Pianos are wooden instruments and react to the relative humidity of their environment. Around here (Northeastern New England) they go flat in February and sharp in August. Their ideal state would be one of consistent temperature and humidity.
Sometimes whole-house approaches can work to stabilize the humidity. In our shop we use a dehumidifier to keep it below 65% (relative humidity) in the summer, and a whole-house humidifier to keep it above 35% in the winter. It gets stuffy and hot in the summer because I hate to open the windows and make the expensive dehumidifier run even more.
A preferred solution exists for individual pianos. We carry the Dampp-Chaser Piano Humidity Control System. This is a humidifier and a dryer we install in your piano. The controlling humidistat cycle one or the other to keep the humidity around 42%. It requires only to be kept plugged in year round and watered when the control light blinks.
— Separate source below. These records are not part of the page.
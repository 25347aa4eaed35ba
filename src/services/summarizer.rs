use std::time::Duration;

use async_trait::async_trait;

use crate::config::Config;

#[derive(Debug, thiserror::Error)]
pub enum SummarizerError {
    #[error("Summarizer is not configured")]
    NotConfigured,

    #[error("Summarizer request failed: {0}")]
    Http(#[from] reqwest::Error),

    #[error("Summarizer API error {status}: {body}")]
    Api { status: u16, body: String },

    #[error("Malformed summarizer response: {0}")]
    MalformedResponse(String),
}

/// Turns a blob of journal text into a free-text summary.
#[async_trait]
pub trait Summarizer: Send + Sync {
    async fn summarize(&self, text: &str) -> Result<String, SummarizerError>;
}

const ANTHROPIC_VERSION: &str = "2023-06-01";

/// Summarizer backed by the Anthropic Messages API.
pub struct ClaudeSummarizer {
    client: reqwest::Client,
    api_url: String,
    api_key: String,
    model: String,
    max_tokens: u32,
}

impl ClaudeSummarizer {
    pub fn from_config(config: &Config) -> Result<Self, SummarizerError> {
        let client = reqwest::Client::builder()
            .timeout(Duration::from_secs(config.summarizer_timeout_secs))
            .build()?;

        Ok(Self {
            client,
            api_url: config.claude_api_url.clone(),
            api_key: config.claude_api_key.clone(),
            model: config.claude_model.clone(),
            max_tokens: config.claude_max_tokens,
        })
    }
}

#[async_trait]
impl Summarizer for ClaudeSummarizer {
    async fn summarize(&self, text: &str) -> Result<String, SummarizerError> {
        if self.api_key.is_empty() {
            return Err(SummarizerError::NotConfigured);
        }

        let response = self
            .client
            .post(&self.api_url)
            .header("x-api-key", &self.api_key)
            .header("anthropic-version", ANTHROPIC_VERSION)
            .header("content-type", "application/json")
            .json(&serde_json::json!({
                "model": self.model,
                "max_tokens": self.max_tokens,
                "messages": [{
                    "role": "user",
                    "content": build_prompt(text)
                }]
            }))
            .send()
            .await?;

        if !response.status().is_success() {
            let status = response.status().as_u16();
            let body = response.text().await.unwrap_or_default();
            return Err(SummarizerError::Api { status, body });
        }

        let body: serde_json::Value = response.json().await?;
        extract_text(&body)
    }
}

fn build_prompt(text: &str) -> String {
    format!(
        r#"Analyze the user's journal patterns and provide:
- Stress triggers
- Anxiety patterns
- Mood cycles
- Behavioral insights
- Personalized coping strategies

Text:
{}"#,
        text
    )
}

fn extract_text(body: &serde_json::Value) -> Result<String, SummarizerError> {
    body["content"][0]["text"]
        .as_str()
        .map(str::to_string)
        .ok_or_else(|| SummarizerError::MalformedResponse("missing content[0].text".into()))
}
use axum::{extract::State, http::StatusCode, Json};
use serde_json::{json, Value};

use crate::AppState;

pub async fn health_check() -> Json<Value> {
    Json(json!({
        "status": "ok",
        "service": "moodlog-api",
        "version": env!("CARGO_PKG_VERSION"),
    }))
}

pub async fn readyz(State(state): State<AppState>) -> (StatusCode, Json<Value>) {
    match state.journals.ping().await {
        Ok(()) => (
            StatusCode::OK,
            Json(json!({
                "status": "ready",
                "checks": { "database": "ok" },
            })),
        ),
        Err(e) => {
            tracing::warn!(error = %e, "Readiness check failed");
            (
                StatusCode::SERVICE_UNAVAILABLE,
                Json(json!({
                    "status": "not_ready",
                    "checks": { "database": "failed" },
                })),
            )
        }
    }
}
No piano disassembly is required to fill the water.
We have monitored vertical studio size pianos in the past and find that the use of a Dampp-Chaser System reduces the seasonal change in tuning to 25% of an unprotected piano. The subject piano, unprotected, would go 8 Hz flat of A-440 in February and 8 Hz. sharp of A-440 in September. With the protection of a Dampp-Chaser System the swing was 2 Hz. flat to 2 Hz. sharp. The subjective benefit to the customer is that the piano is tolerable to play through the majority of the year.
We strongly recommend Dampp-Chaser Systems in the pianos sold from our shop.